Guayama, Puerto Rico
Photo by: oquendo, Creative Commons

Guayama, Puerto Rico is a municipality in the Southern Coastal Valley bordered by the Caribbean Sea, west of Arroyo and Patillas, east of Salinas and south of Cayey. They have a population of 44,301 based on a 2000 census.

Guayama, Puerto Rico was founded by Matias de Abadia on January 29, 1736. However, there were speculations that the place had already been inhabited by native Indians by the year 1567. The name of the municipality came from an Indian leader who ruled the island of the southeastern region, with its name when translated to English is “Great Place”.

Governor Don Tomás de Abadía affirmed Guayama a town. Construction of Casa del Rey or the King’s House completed its construction in 1828 from the 200 houses, central plaza and a church in 1776.

The flag of Guayama has three stripes consisting of the color red, yellow and black starting at the bottom. Red signifies blood shed from the Taino Indians during their fight with the Spaniards. Yellow symbolizes the main industry in Puerto Rico as the sugar cane. The black represents African slaves of the country’s past. Old Mill is located at the upper left corner of the black stripe, which nowadays is recognized as the Molino de Vives.
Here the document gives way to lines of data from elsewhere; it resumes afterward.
//! Stage 2: link extracted names to pages on the external beer catalog and
//! cache the scraped beer details.

use std::sync::OnceLock;
use std::time::Duration;

use regex::Regex;
use sqlx::PgPool;

use hopdb_core::{AppConfig, CancelFlag, EnrichmentRules, StockStatus};
use hopdb_db::{
    get_extraction, get_external_beer, select_products, set_extraction_ref, set_product_ref,
    upsert_external_beer, ExternalBeerRow, ProductFilter, ProductOrder, ProductViewRow,
};
use hopdb_untappd::{is_beer_page_url, BeerQuery, SearchOutcome, UntappdClient};

use super::ExtractedNames;

/// Crossing this many consecutive sold-out rows aborts a refresh batch; the
/// selection already excludes sold-out products, so a long streak means the
/// batch is stale. Disabled when a name filter narrows the run.
const SOLD_OUT_ABORT: u32 = 30;

/// Pause before hitting a detail page, and a shorter one between products.
const DETAIL_DELAY: Duration = Duration::from_secs(2);
const ITEM_DELAY: Duration = Duration::from_secs(1);

#[derive(Debug, Clone, Copy, PartialEq, Eq)]
pub(crate) enum MatchMode {
    /// Find links for products that have none.
    Missing,
    /// Re-scrape details for stale linked products.
    Refresh,
}

/// Runs one matching batch. Returns the brewery URLs discovered along the
/// way so a chained run can feed them straight into the brewery stage.
pub(crate) async fn run_match(
    pool: &PgPool,
    config: &AppConfig,
    cancel: &CancelFlag,
    limit: usize,
    mode: MatchMode,
    shop: Option<&str>,
    name_filter: Option<&str>,
    carriers: Option<&ExtractedNames>,
) -> anyhow::Result<Vec<String>> {
    let shop = super::shop_label(shop)?;
    let name_ilike = super::keyword_pattern(name_filter);
    let client = UntappdClient::new(config.untappd_request_timeout_secs)?;
    let rules = EnrichmentRules::load(&config.rules_path)?;

    match mode {
        MatchMode::Missing => {
            run_missing(pool, &client, &rules, cancel, shop, name_ilike, limit, carriers).await
        }
        MatchMode::Refresh => run_refresh(pool, &client, cancel, shop, name_ilike, limit).await,
    }
}

async fn run_missing(
    pool: &PgPool,
    client: &UntappdClient,
    rules: &EnrichmentRules,
    cancel: &CancelFlag,
    shop: Option<String>,
    name_ilike: Option<String>,
    limit: usize,
    carriers: Option<&ExtractedNames>,
) -> anyhow::Result<Vec<String>> {
    let index = super::load_brewery_index(pool).await?;
    let filter = ProductFilter {
        shop,
        name_ilike,
        missing_external_ref: true,
        exclude_bundles: true,
        ..ProductFilter::default()
    };
    let rows = select_products(pool, &filter, ProductOrder::FirstSeenDesc, Some(limit as i64))
        .await?;
    tracing::info!(candidates = rows.len(), "starting catalog matching");

    let mut brewery_urls: Vec<String> = Vec::new();
    let mut matched = 0usize;
    let mut reused = 0usize;
    let mut placeholders = 0usize;
    let mut skipped = 0usize;

    for (i, row) in rows.iter().enumerate() {
        if cancel.is_cancelled() {
            tracing::warn!("cancelled, stopping matching");
            break;
        }
        if i > 0 {
            tokio::time::sleep(ITEM_DELAY).await;
        }

        // A prior run may have already found this beer and stored the link
        // on the extraction; reuse it instead of searching again.
        let extraction = get_extraction(pool, &row.product_url).await?;
        if let Some(stored) = extraction
            .as_ref()
            .and_then(|e| e.external_beer_ref.as_deref())
        {
            if is_beer_page_url(stored) {
                tracing::info!(name = %row.name, url = stored, "reusing stored match");
                set_product_ref(pool, &row.product_url, stored).await?;
                match ensure_beer_detail(pool, client, stored).await {
                    Ok(Some(brewery_url)) => brewery_urls.push(brewery_url),
                    Ok(None) => {}
                    Err(e) => {
                        tracing::warn!(url = stored, error = %e, "detail fetch failed");
                    }
                }
                reused += 1;
                continue;
            }
        }

        let Some(names) = resolve_names(row, carriers) else {
            tracing::debug!(name = %row.name, "no usable names, skipping");
            skipped += 1;
            continue;
        };

        let brewery = names.brewery_latin.as_deref();
        let hint = brewery.and_then(|b| index.lookup(b));
        let empty: Vec<String> = Vec::new();
        let query = BeerQuery {
            beer_latin: names.beer_latin.as_deref(),
            beer_native: names.beer_native.as_deref(),
            brewery,
            brewery_aliases: hint.map_or(&empty, |h| &h.aliases),
            brewery_page_hint: hint.and_then(|h| h.external_url.as_deref()),
        };

        match client.find_beer(rules, &query).await {
            SearchOutcome::Match(url) => {
                tracing::info!(name = %row.name, url = %url, "matched");
                set_extraction_ref(pool, &row.product_url, &url).await?;
                set_product_ref(pool, &row.product_url, &url).await?;
                match ensure_beer_detail(pool, client, &url).await {
                    Ok(Some(brewery_url)) => brewery_urls.push(brewery_url),
                    Ok(None) => {}
                    Err(e) => {
                        tracing::warn!(url = %url, error = %e, "detail fetch failed");
                    }
                }
                matched += 1;
            }
            SearchOutcome::Placeholder(url) => {
                // Recorded on the extraction only, so the product stays in
                // the missing pool and the query URL documents the miss.
                tracing::info!(name = %row.name, "no match, recording search placeholder");
                set_extraction_ref(pool, &row.product_url, &url).await?;
                placeholders += 1;
            }
        }
    }

    brewery_urls.sort();
    brewery_urls.dedup();
    println!(
        "matching finished: {matched} matched, {reused} reused, \
         {placeholders} placeholders, {skipped} skipped, {} breweries seen",
        brewery_urls.len()
    );
    Ok(brewery_urls)
}

async fn run_refresh(
    pool: &PgPool,
    client: &UntappdClient,
    cancel: &CancelFlag,
    shop: Option<String>,
    name_ilike: Option<String>,
    limit: usize,
) -> anyhow::Result<Vec<String>> {
    let filtered_by_name = name_ilike.is_some();
    let filter = ProductFilter {
        shop,
        name_ilike,
        with_external_ref: true,
        not_sold_out: true,
        stale_untappd_days: Some(5),
        ..ProductFilter::default()
    };
    let rows = select_products(
        pool,
        &filter,
        ProductOrder::FetchedAtAscNullsFirst,
        Some(limit as i64),
    )
    .await?;
    tracing::info!(candidates = rows.len(), "starting detail refresh");

    let mut brewery_urls: Vec<String> = Vec::new();
    let mut refreshed = 0usize;
    let mut skipped = 0usize;
    let mut failures = 0usize;
    let mut sold_out_streak = 0u32;

    for row in &rows {
        if cancel.is_cancelled() {
            tracing::warn!("cancelled, stopping refresh");
            break;
        }
        let Some(url) = row.external_beer_ref.as_deref() else {
            skipped += 1;
            continue;
        };
        if !is_beer_page_url(url) {
            skipped += 1;
            continue;
        }

        // The selection drops sold-out rows, so a streak here means the
        // batch went stale while we were walking it.
        if StockStatus::text_indicates_unavailable(&row.stock_status) {
            sold_out_streak += 1;
            if sold_out_streak >= SOLD_OUT_ABORT && !filtered_by_name {
                tracing::warn!(streak = sold_out_streak, "sold-out streak, aborting refresh");
                break;
            }
            skipped += 1;
            continue;
        }
        sold_out_streak = 0;

        tokio::time::sleep(DETAIL_DELAY).await;
        match fetch_and_store_detail(pool, client, url).await {
            Ok(brewery_url) => {
                if let Some(brewery_url) = brewery_url {
                    brewery_urls.push(brewery_url);
                }
                refreshed += 1;
            }
            Err(e) => {
                tracing::warn!(url, error = %e, "detail refresh failed, skipping");
                failures += 1;
            }
        }
    }

    brewery_urls.sort();
    brewery_urls.dedup();
    println!("refresh finished: {refreshed} refreshed, {skipped} skipped, {failures} failed");
    Ok(brewery_urls)
}

/// The names driving one search, assembled from the in-memory carrier, the
/// stored extraction, or as a last resort the listing title itself.
struct ResolvedNames {
    beer_latin: Option<String>,
    beer_native: Option<String>,
    brewery_latin: Option<String>,
}

fn resolve_names(row: &ProductViewRow, carriers: Option<&ExtractedNames>) -> Option<ResolvedNames> {
    if let Some(extraction) = carriers.and_then(|c| c.get(&row.product_url)) {
        if extraction.is_bundle {
            return None;
        }
        return checked(ResolvedNames {
            beer_latin: extraction.beer_name_latin.clone(),
            beer_native: extraction.beer_name_native.clone(),
            brewery_latin: extraction
                .brewery_name_latin
                .clone()
                .or_else(|| extraction.brewery_name_native.clone()),
        });
    }

    if row.is_bundle == Some(true) {
        return None;
    }
    if row.beer_name_latin.is_some() || row.beer_name_native.is_some() {
        return checked(ResolvedNames {
            beer_latin: row.beer_name_latin.clone(),
            beer_native: row.beer_name_native.clone(),
            brewery_latin: row
                .brewery_name_latin
                .clone()
                .or_else(|| row.brewery_name_native.clone()),
        });
    }
    title_fallback(&row.name)
}

fn checked(names: ResolvedNames) -> Option<ResolvedNames> {
    (names.beer_latin.is_some() || names.beer_native.is_some()).then_some(names)
}

/// Several shops title their listings `【beer/brewery】...`; when extraction
/// produced nothing, that pattern is still worth a search.
fn title_fallback(title: &str) -> Option<ResolvedNames> {
    static PATTERN: OnceLock<Regex> = OnceLock::new();
    let re = PATTERN.get_or_init(|| {
        Regex::new(r"【(.*?)/(.*?)】").expect("valid title fallback regex")
    });
    let captures = re.captures(title)?;
    let beer = captures.get(1)?.as_str().trim();
    let brewery = captures.get(2)?.as_str().trim();
    if beer.is_empty() {
        return None;
    }
    Some(ResolvedNames {
        beer_latin: Some(beer.to_string()),
        beer_native: None,
        brewery_latin: (!brewery.is_empty()).then(|| brewery.to_string()),
    })
}

/// Makes sure a matched beer has a cached detail row, fetching the page when
/// the cache has none. Returns the brewery URL when one is known.
async fn ensure_beer_detail(
    pool: &PgPool,
    client: &UntappdClient,
    url: &str,
) -> anyhow::Result<Option<String>> {
    if let Some(existing) = get_external_beer(pool, url).await? {
        if existing.fetched_at.is_some() {
            return Ok(existing.external_brewery_url);
        }
    }
    tokio::time::sleep(DETAIL_DELAY).await;
    fetch_and_store_detail(pool, client, url).await
}

async fn fetch_and_store_detail(
    pool: &PgPool,
    client: &UntappdClient,
    url: &str,
) -> anyhow::Result<Option<String>> {
    let detail = client.fetch_beer(url).await?;
    let brewery_url = detail.brewery_url.clone();
    upsert_external_beer(
        pool,
        &ExternalBeerRow {
            external_url: url.to_string(),
            beer_name: detail.beer_name,
            brewery_name: detail.brewery_name,
            style: detail.style,
            abv: detail.abv,
            ibu: detail.ibu,
            rating: detail.rating,
            rating_count: detail.rating_count,
            image_url: detail.image_url,
            external_brewery_url: detail.brewery_url,
            fetched_at: None,
        },
        true,
    )
    .await?;
    Ok(brewery_url)
}

#[cfg(test)]
#[path = "untappd_test.rs"]
mod tests;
Guayama, Puerto Rico now consists of 19 Barrios or Wards with Algarrobo to be the most populated, while Pozo Hondo has the fewest residents. The temperature is 81 degrees F with an average of 52 inches of yearly precipitation.

Guayama’s education system has several private high schools and only three public high schools. However, more than 12 public schools can be found at intermediate and elementary levels.